When Marchand's at his best, he plays on the edge. That could mean straddling the line between frustrating the competition and heading to the penalty box, or making the risky play.
"It was risky," Julien acknowledged, of the pass he sent to Bergeron to help set up the goal. "If they bat it down, it’s a different situation. But he made the play, and not only that, he came back high enough to make that play and also he started heading right to the net as soon as he made the pass. So those are things that Brad is known for."
"When his feet are moving, he’s a much better player."
On the ice, he looked more like himself.
Off the ice, following the game, he looked more like himself, too.
One to always smile, joke around, and show emotion around the locker room, not scoring or playing well early in the season also meant not as many jovial postgame interviews.
So, Thursday night, with a W in tow and a monkey no longer burdening his back, Marchand flashed his smile, as he described his unique goal celebration.
"Just getting the monkey off the back pretty much. It’s been a while and just a good feeling," he said.
It wasn't really planned, though. "It just kind of came to my mind and I figured I’d do it."
In 2012-13, Marchand led the Black & Gold with 18 goals and 36 points in 45 games during the shortened season. He put up 28 goals (along with 27 assists) through 76 games in 2011-12. In his first full season in 2010-11, he notched 21 goals (and 41 points) in 77 games.
The point here? Marchand has shown he's a bona fide goal scorer. But, what's it like, when that goal scorer isn't scoring goals?
"I know you’re not talking about me," he laughed. "It’s frustrating… you want to contribute all you can and when you see the games go by and not only are you not scoring, but I wasn’t really playing really well. It’s very frustrating. You want to pull your own weight, especially with the team we have."
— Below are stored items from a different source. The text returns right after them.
use nalgebra::Vector3;
use rand::Rng;
use std::f64::consts::{PI, TAU};

/// Three-component real vector used for spins, fluxes, fields and coefficients.
pub type Vector = Vector3<f64>;

pub const ZERO: Vector = Vector::new(0.0, 0.0, 0.0);
pub const I: Vector = Vector::new(1.0, 0.0, 0.0);
pub const J: Vector = Vector::new(0.0, 1.0, 0.0);
pub const K: Vector = Vector::new(0.0, 0.0, 1.0);

/// Builds a vector from cylindrical coordinates.
///
/// # Arguments
///
/// * `r` - Distance from the z-axis.
/// * `theta` - Azimuth in radians, measured from the positive x-axis towards the positive y-axis.
/// * `z` - Height along the z-axis.
pub fn cylindrical_form(r: f64, theta: f64, z: f64) -> Vector {
    Vector::new(r * theta.cos(), r * theta.sin(), z)
}

pub fn polar_form(r: f64, theta: f64) -> Vector {
    cylindrical_form(r, theta, 0.0)
}

/// Builds a vector from spherical coordinates.
///
/// # Arguments
///
/// * `rho` - Magnitude of the vector.
/// * `theta` - Azimuth in radians of the projection onto the xy-plane.
/// * `phi` - Elevation in radians above the xy-plane, in `[-PI/2, PI/2]`.
pub fn spherical_form(rho: f64, theta: f64, phi: f64) -> Vector {
    cylindrical_form(rho * phi.cos(), theta, rho * phi.sin())
}

/// Azimuth of the vector's projection onto the xy-plane.
pub fn theta(v: &Vector) -> f64 {
    v.y.atan2(v.x)
}

/// Elevation of the vector above the xy-plane. The zero vector has elevation 0.
pub fn phi(v: &Vector) -> f64 {
    let r = v.x.hypot(v.y);
    if r == 0.0 {
        if v.z > 0.0 {
            PI / 2.0
        } else if v.z < 0.0 {
            -PI / 2.0
        } else {
            0.0
        }
    } else {
        v.z.atan2(r)
    }
}

/// Rotates `v` in place by `theta` in the xy-plane and `phi` towards the z-axis,
/// preserving its magnitude.
pub fn rotate(v: &mut Vector, theta_delta: f64, phi_delta: f64) {
    *v = spherical_form(v.norm(), theta(v) + theta_delta, phi(v) + phi_delta);
}

/// Component-wise squares, used by the anisotropy term.
pub fn squared(v: &Vector) -> Vector {
    v.component_mul(v)
}

/// Rescales `v` to magnitude `magnitude`. A zero vector points along +y afterwards.
pub fn with_magnitude(v: &Vector, magnitude: f64) -> Vector {
    let norm = v.norm();
    if norm == 0.0 {
        J * magnitude
    } else {
        v * (magnitude / norm)
    }
}

/// Draws a vector of magnitude `rho` uniformly distributed over the sphere.
pub fn random_on_sphere<R: Rng + ?Sized>(rng: &mut R, rho: f64) -> Vector {
    let theta = TAU * rng.gen_range(0.0..1.0);
    let phi = (2.0 * rng.gen_range(0.0..1.0) - 1.0_f64).asin();
    spherical_form(rho, theta, phi)
}
//! # Core Module
//!
//! The physical model of a molecular spintronic device.
//!
//! ## Overview
//!
//! - **Vectors** ([`utils::vector`]) - Spherical and cylindrical helpers over `nalgebra` vectors
//! - **Models** ([`models`]) - Cursors, the molecule graph, parameters, geometry and the lattice
//! - **Energy** ([`hamiltonian`]) - Couplings and energy terms of the lattice
//! - **Binary I/O** ([`io`]) - Molecule serialization into flat byte buffers

pub mod hamiltonian;
pub mod io;
pub mod models;
pub mod utils;
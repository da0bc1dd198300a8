use thiserror::Error;

#[derive(Debug, Error, Clone, PartialEq)]
pub enum EngineError {
    #[error("Lattice has no sites to sample")]
    EmptyLattice,

    #[error("Invalid temperature kT = {0}")]
    InvalidTemperature(f64),
}
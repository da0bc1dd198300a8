use msd::core::models::cursor::BoundsError;
use msd::core::models::geometry::ConfigurationError;
use msd::core::models::lattice::LatticeError;
use msd::engine::error::EngineError;
use std::path::PathBuf;
use thiserror::Error;

pub type Result<T> = std::result::Result<T, WorkerError>;

#[derive(Debug, Error)]
pub enum WorkerError {
    /// The controlling process closed the input stream.
    #[error("End of input")]
    EndOfInput,

    #[error("Invalid lattice configuration: {0}")]
    Configuration(#[from] ConfigurationError),

    #[error(transparent)]
    Lattice(#[from] LatticeError),

    #[error("Invalid molecule: {0}")]
    Molecule(#[from] BoundsError),

    #[error("Simulation failed: {0}")]
    Engine(#[from] EngineError),

    #[error("Malformed {command} body: {source}")]
    Request {
        command: &'static str,
        #[source]
        source: serde_json::Error,
    },

    #[error("Failed to encode response: {0}")]
    Encode(#[from] serde_json::Error),

    #[error("Failed to parse file '{path}': {source}", path = path.display())]
    FileParsing {
        path: PathBuf,
        #[source]
        source: toml::de::Error,
    },

    #[error("Invalid argument: {0}")]
    Argument(String),

    #[error("I/O error: {0}")]
    Io(#[from] std::io::Error),
}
"Everyone is expected to play up to par, so it was nice to get one and I've just got to keep trying to build."
And when a teammate starts to perform up to his potential, it also tends to give the entire group a boost.
"I think a few of the D were talking after the first period, and he had a couple of close calls. We just said he’s getting closer and closer. Everyone was excited for him to get that one," smiled Torey Krug, who often banters back and forth with Marchand.
"He’s been skating a lot better and he’s going to the net hard. It’s good to see. We’re happy that he got that one."
All of the winger's teammates were happy to see him find the back of the net - and they were all happy to see his signature style.
Moving his feet, making plays, getting to the net.
And being himself.
"Did he?" questioned Tuukka Rask, when a reporter explained Marchand's goal celebration to the netminder.
"Shocker," he added, quite sarcastically.
"I didn’t see that, but I’m not surprised he did that. Hopefully he gets more."